As estruturas ligamentosas, que são as mais fortes do corpo, se localizam anteriormente e posteriormente, contribuindo para a estabilidade da articulação. Na articulação e nos ligamentos circundantes existem termina- ções nervosas capsuladas e não-capsuladas, fazendo da articulação sacroilíaca uma possível fonte de dor. Na parte posterior, a articulação recebe ramos das divisões posteriores de L4 a S3 e, na parte anterior, de L2 a S2.

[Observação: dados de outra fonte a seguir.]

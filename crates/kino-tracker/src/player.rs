//! Host player boundary
//!
//! The tracker never drives playback. It subscribes to named player events,
//! reads a handful of synchronous accessors, and reaches provider objects
//! (ads plugins, SDK managers, stream handles) through optional accessors
//! that may fail at any time.

use crate::ads::sdk::AdsManager;
use crate::ads::stream::StreamManager;
use crate::tech::TechHandle;
use crate::types::{MediaError, Preload};
use serde::{Deserialize, Serialize};
use std::sync::Arc;
use thiserror::Error;
use tracing::trace;

/// Failure while reading a provider-owned object
#[derive(Error, Debug, Clone, PartialEq, Eq)]
#[error("{0}")]
pub struct ProviderFault(pub String);

impl ProviderFault {
    pub fn new(msg: impl Into<String>) -> Self {
        Self(msg.into())
    }

    /// The accessor exists but the object behind it is not there
    pub fn unavailable(what: &str) -> Self {
        Self(format!("{what} unavailable"))
    }
}

/// Result of a provider accessor
pub type ProviderResult<T> = std::result::Result<T, ProviderFault>;

/// Read a provider value, treating any fault as "unknown".
///
/// Faults are logged at trace level and never propagate into tracker state.
pub fn introspect<T>(what: &'static str, probe: impl FnOnce() -> ProviderResult<T>) -> Option<T> {
    match probe() {
        Ok(value) => Some(value),
        Err(fault) => {
            trace!(what, %fault, "Provider introspection failed");
            None
        }
    }
}

/// Named events a host player can dispatch
#[derive(Debug, Clone, Copy, PartialEq, Eq, Hash, Serialize, Deserialize)]
pub enum PlayerEventKind {
    // Content
    #[serde(rename = "loadstart")]
    LoadStart,
    #[serde(rename = "loadeddata")]
    LoadedData,
    #[serde(rename = "loadedmetadata")]
    LoadedMetadata,
    #[serde(rename = "play")]
    Play,
    #[serde(rename = "playing")]
    Playing,
    #[serde(rename = "pause")]
    Pause,
    #[serde(rename = "waiting")]
    Waiting,
    #[serde(rename = "stalled")]
    Stalled,
    #[serde(rename = "seeking")]
    Seeking,
    #[serde(rename = "seeked")]
    Seeked,
    #[serde(rename = "timeupdate")]
    TimeUpdate,
    #[serde(rename = "ended")]
    Ended,
    #[serde(rename = "dispose")]
    Dispose,
    #[serde(rename = "abort")]
    Abort,
    #[serde(rename = "error")]
    Error,

    // Ads plugin
    #[serde(rename = "adsready")]
    AdsReady,
    #[serde(rename = "adstart")]
    AdStart,
    #[serde(rename = "adend")]
    AdEnd,
    #[serde(rename = "adskip")]
    AdSkip,
    #[serde(rename = "adserror")]
    AdsError,
    #[serde(rename = "ads-request")]
    AdsRequest,
    #[serde(rename = "ads-load")]
    AdsLoad,
    #[serde(rename = "ads-click")]
    AdsClick,
    #[serde(rename = "ads-pod-started")]
    AdsPodStarted,
    #[serde(rename = "ads-pod-ended")]
    AdsPodEnded,
    #[serde(rename = "ads-first-quartile")]
    AdsFirstQuartile,
    #[serde(rename = "ads-midpoint")]
    AdsMidpoint,
    #[serde(rename = "ads-third-quartile")]
    AdsThirdQuartile,
    #[serde(rename = "ads-pause")]
    AdsPause,
    #[serde(rename = "ads-play")]
    AdsPlay,

    // IMA3 plugin
    #[serde(rename = "ima3-started")]
    Ima3Started,
    #[serde(rename = "ima3-paused")]
    Ima3Paused,
    #[serde(rename = "ima3-resumed")]
    Ima3Resumed,
    #[serde(rename = "ima3-complete")]
    Ima3Complete,
    #[serde(rename = "ima3-skipped")]
    Ima3Skipped,
}

impl PlayerEventKind {
    /// Event name as the player dispatches it
    pub fn as_str(&self) -> &'static str {
        use PlayerEventKind::*;
        match self {
            LoadStart => "loadstart",
            LoadedData => "loadeddata",
            LoadedMetadata => "loadedmetadata",
            Play => "play",
            Playing => "playing",
            Pause => "pause",
            Waiting => "waiting",
            Stalled => "stalled",
            Seeking => "seeking",
            Seeked => "seeked",
            TimeUpdate => "timeupdate",
            Ended => "ended",
            Dispose => "dispose",
            Abort => "abort",
            Error => "error",
            AdsReady => "adsready",
            AdStart => "adstart",
            AdEnd => "adend",
            AdSkip => "adskip",
            AdsError => "adserror",
            AdsRequest => "ads-request",
            AdsLoad => "ads-load",
            AdsClick => "ads-click",
            AdsPodStarted => "ads-pod-started",
            AdsPodEnded => "ads-pod-ended",
            AdsFirstQuartile => "ads-first-quartile",
            AdsMidpoint => "ads-midpoint",
            AdsThirdQuartile => "ads-third-quartile",
            AdsPause => "ads-pause",
            AdsPlay => "ads-play",
            Ima3Started => "ima3-started",
            Ima3Paused => "ima3-paused",
            Ima3Resumed => "ima3-resumed",
            Ima3Complete => "ima3-complete",
            Ima3Skipped => "ima3-skipped",
        }
    }
}

impl std::fmt::Display for PlayerEventKind {
    fn fmt(&self, f: &mut std::fmt::Formatter<'_>) -> std::fmt::Result {
        write!(f, "{}", self.as_str())
    }
}

/// Handle returned by a listener registration.
///
/// Unregistering must hand back the exact id the registration returned.
#[derive(Debug, Clone, Copy, PartialEq, Eq, Hash, Serialize, Deserialize)]
pub struct ListenerId(pub u64);

/// Plugins and SDKs the host has loaded
#[derive(Debug, Clone, Copy, Default, PartialEq, Eq, Serialize, Deserialize)]
#[serde(default)]
pub struct PlayerCapabilities {
    /// Generic ads plugin (contrib-ads style)
    pub ads_plugin: bool,
    /// Interactive ad SDK plugin with its SDK loaded
    pub ima_sdk: bool,
    /// IMA3 plugin (Brightcove style)
    pub ima3_plugin: bool,
    /// FreeWheel plugin with its SDK loaded
    pub freewheel_plugin: bool,
    /// Stream-manifest ad insertion plugin
    pub stream_plugin: bool,
}

/// Catalog metadata some hosts expose
#[derive(Debug, Clone, Default, PartialEq, Serialize, Deserialize)]
pub struct MediaInfo {
    pub name: Option<String>,
    /// Seconds
    pub duration: Option<f64>,
}

/// Currently playing FreeWheel ad, as far as the plugin exposes it
#[derive(Debug, Clone, Default, PartialEq, Serialize, Deserialize)]
pub struct FreewheelAd {
    /// `PREROLL`, `MIDROLL` or `POSTROLL`
    pub slot_type: Option<String>,
    /// Seconds into the ad
    pub current_time: Option<f64>,
    /// Seconds
    pub duration: Option<f64>,
    /// Primary creative rendition asset URL
    pub src: Option<String>,
    /// Primary creative rendition asset name
    pub title: Option<String>,
}

/// The host media player.
///
/// All times are in seconds. Implementations are queried from the event
/// loop only; `Send + Sync` lets the tracker live inside async hosts.
pub trait HostPlayer: Send + Sync {
    /// Register interest in a named event
    fn on(&self, kind: PlayerEventKind) -> ListenerId;

    /// Drop a registration made by [`HostPlayer::on`]
    fn off(&self, kind: PlayerEventKind, id: ListenerId);

    fn current_time(&self) -> f64;

    /// `None` while unknown, `f64::INFINITY` for live streams
    fn duration(&self) -> Option<f64>;

    fn muted(&self) -> bool;

    fn autoplay(&self) -> bool;

    fn preload(&self) -> Preload;

    fn fullscreen(&self) -> bool;

    fn playback_rate(&self) -> f64;

    fn current_src(&self) -> Option<String>;

    /// Error object of the last failure, if any
    fn error(&self) -> Option<MediaError>;

    fn capabilities(&self) -> PlayerCapabilities;

    /// Streaming technology handle backing playback
    fn tech(&self) -> Option<Arc<dyn TechHandle>>;

    /// Replace the media source
    fn set_source(&self, src: &str, mime_type: &str);

    /// Toggle the seek bar. Hosts without one can ignore this.
    fn set_seek_enabled(&self, _enabled: bool) {}

    /// Content time saved by the ads plugin while an ad plays
    fn ads_snapshot_time(&self) -> ProviderResult<Option<f64>> {
        Ok(None)
    }

    /// Absolute timeline position for hosts that stitch content
    fn absolute_time(&self) -> ProviderResult<f64> {
        Err(ProviderFault::unavailable("absolute time"))
    }

    fn media_info(&self) -> ProviderResult<MediaInfo> {
        Err(ProviderFault::unavailable("media info"))
    }

    fn ads_plugin_version(&self) -> ProviderResult<String> {
        Err(ProviderFault::unavailable("ads plugin"))
    }

    /// SDK ads manager, once the SDK has created one
    fn ads_manager(&self) -> Option<Arc<dyn AdsManager>> {
        None
    }

    /// Stream-manifest handle, if the host already holds one
    fn stream_manager(&self) -> Option<Arc<dyn StreamManager>> {
        None
    }

    /// Playhead of the IMA3 ad player
    fn ima3_ad_time(&self) -> ProviderResult<f64> {
        Err(ProviderFault::unavailable("ima3 ad player"))
    }

    fn freewheel_ad(&self) -> ProviderResult<FreewheelAd> {
        Err(ProviderFault::unavailable("freewheel ad"))
    }
}

/// Listener registrations owned by one tracker.
///
/// Releasing hands every id back to the player it came from, so nothing is
/// left behind when a tracker goes away.
#[derive(Debug, Default)]
pub struct Subscriptions {
    entries: Vec<(PlayerEventKind, ListenerId)>,
}

impl Subscriptions {
    /// Register one listener per kind
    pub fn subscribe(player: &dyn HostPlayer, kinds: &[PlayerEventKind]) -> Self {
        let entries = kinds.iter().map(|kind| (*kind, player.on(*kind))).collect();
        Self { entries }
    }

    pub fn contains(&self, kind: PlayerEventKind) -> bool {
        self.entries.iter().any(|(k, _)| *k == kind)
    }

    /// Unregister everything with the ids the player handed out
    pub fn release(&mut self, player: &dyn HostPlayer) {
        for (kind, id) in self.entries.drain(..) {
            player.off(kind, id);
        }
    }

    pub fn len(&self) -> usize {
        self.entries.len()
    }

    pub fn is_empty(&self) -> bool {
        self.entries.is_empty()
    }
}

#[cfg(test)]
mod tests {
    use super::*;

    #[test]
    fn test_introspect_maps_faults_to_none() {
        let value: Option<u32> = introspect("bitrate", || Err(ProviderFault::new("boom")));
        assert_eq!(value, None);
        assert_eq!(introspect("bitrate", || Ok(5)), Some(5));
    }

    #[test]
    fn test_event_names_round_trip() {
        let kind: PlayerEventKind = serde_json::from_str("\"ads-pod-started\"").unwrap();
        assert_eq!(kind, PlayerEventKind::AdsPodStarted);
        assert_eq!(kind.as_str(), "ads-pod-started");
        assert_eq!(
            serde_json::to_string(&PlayerEventKind::TimeUpdate).unwrap(),
            "\"timeupdate\""
        );
    }
}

Esta inervação dá como resultado um padrão de referência de dor que é complexo e, de modo geral confuso. A articulação é envolvida por músculos potentes que não têm nenhuma influência direta no movimento da articulação, mas podem interferir na mobilidade da mesma. O debate a respeito da mobilidade da sacro-iliaca remonta à época de Hipócrates. Hoje, é consenso quase geral que existe uma mobilidade, porem de pequena amplitude. Falando em favor da mobilidade, nós temos a natureza sinovial do compartimento inferior aliada às alterações degenerativas que aparecem na articulação. Este movimento é mais significativo nas mulheres durante a gravidez e a menstruação, devido aos efeitos da relaxina na resistência e na rigidez do colágeno. As variações relacionadas com a idade, tais como a ancilose periarticular e as alterações nas superfícies articulares, fazem a mobilidade da articulação diminuir com o tempo. As articulações sacroilíacas podem ser envolvidas em diversas patologias. O diagnóstico pode ser feito pelo quadro clínico da doença em questão, pela presença de dor e pelos resultados das análises de laboratório e de estudos de imagem. As espondilatropatias soronegativas, mais especificamente a espondilite ancilosante, são exemplos típicos de patologias que afetam as articulações sacroilíacas. Neste grupo de doenças, o sacroilíaco pode ser afetado muito antes de ser notada alguma
alteração na espinha. Raramente a espondilite precede a sacroileíte. O raio X pode ser normal na fase inicial destas doenças, ao passo que a tomografia computadorizada aumenta a possibilidade de detectar alterações precoces. É possível obter resultados melhores com a ressonância magnética, que pode ser ainda mais sensível quando feita com contraste. Nesta situação, a cintilografia óssea tem valor duvidoso. As alterações degenerativas que geralmente começam ao redor dos quarenta anos são mais comuns nos homens, mas podem ser assintomáticas, como acontece com outras articula-
ções. Na fase inicial, as diferenças entre as alterações degenerativas e sacroileíte inflamatória são difíceis de distinguir através do raio X. Mais tarde, a formação de osteófitos periarticulares também pode ser confundida com ancilose intra-articular das espondiloartropatias, mas a tomografia computadorizada ajuda a esclarecer estas dúvidas. A artrite reumatóide pode afetar a articulação sacroilíaca na fase avançada da doença. A sacroileíte gotosa é mais comum na gota tofácea grave e pode ser bilateral. A doença causada por deposição de cristais de pirofosfato de cálcio, assim como a sarcoidose, ocronose, hiperparatireodismo, doença de Paget, osteomalacia, acromegalia e outras patologias podem afetar as articulações sacroilíacas.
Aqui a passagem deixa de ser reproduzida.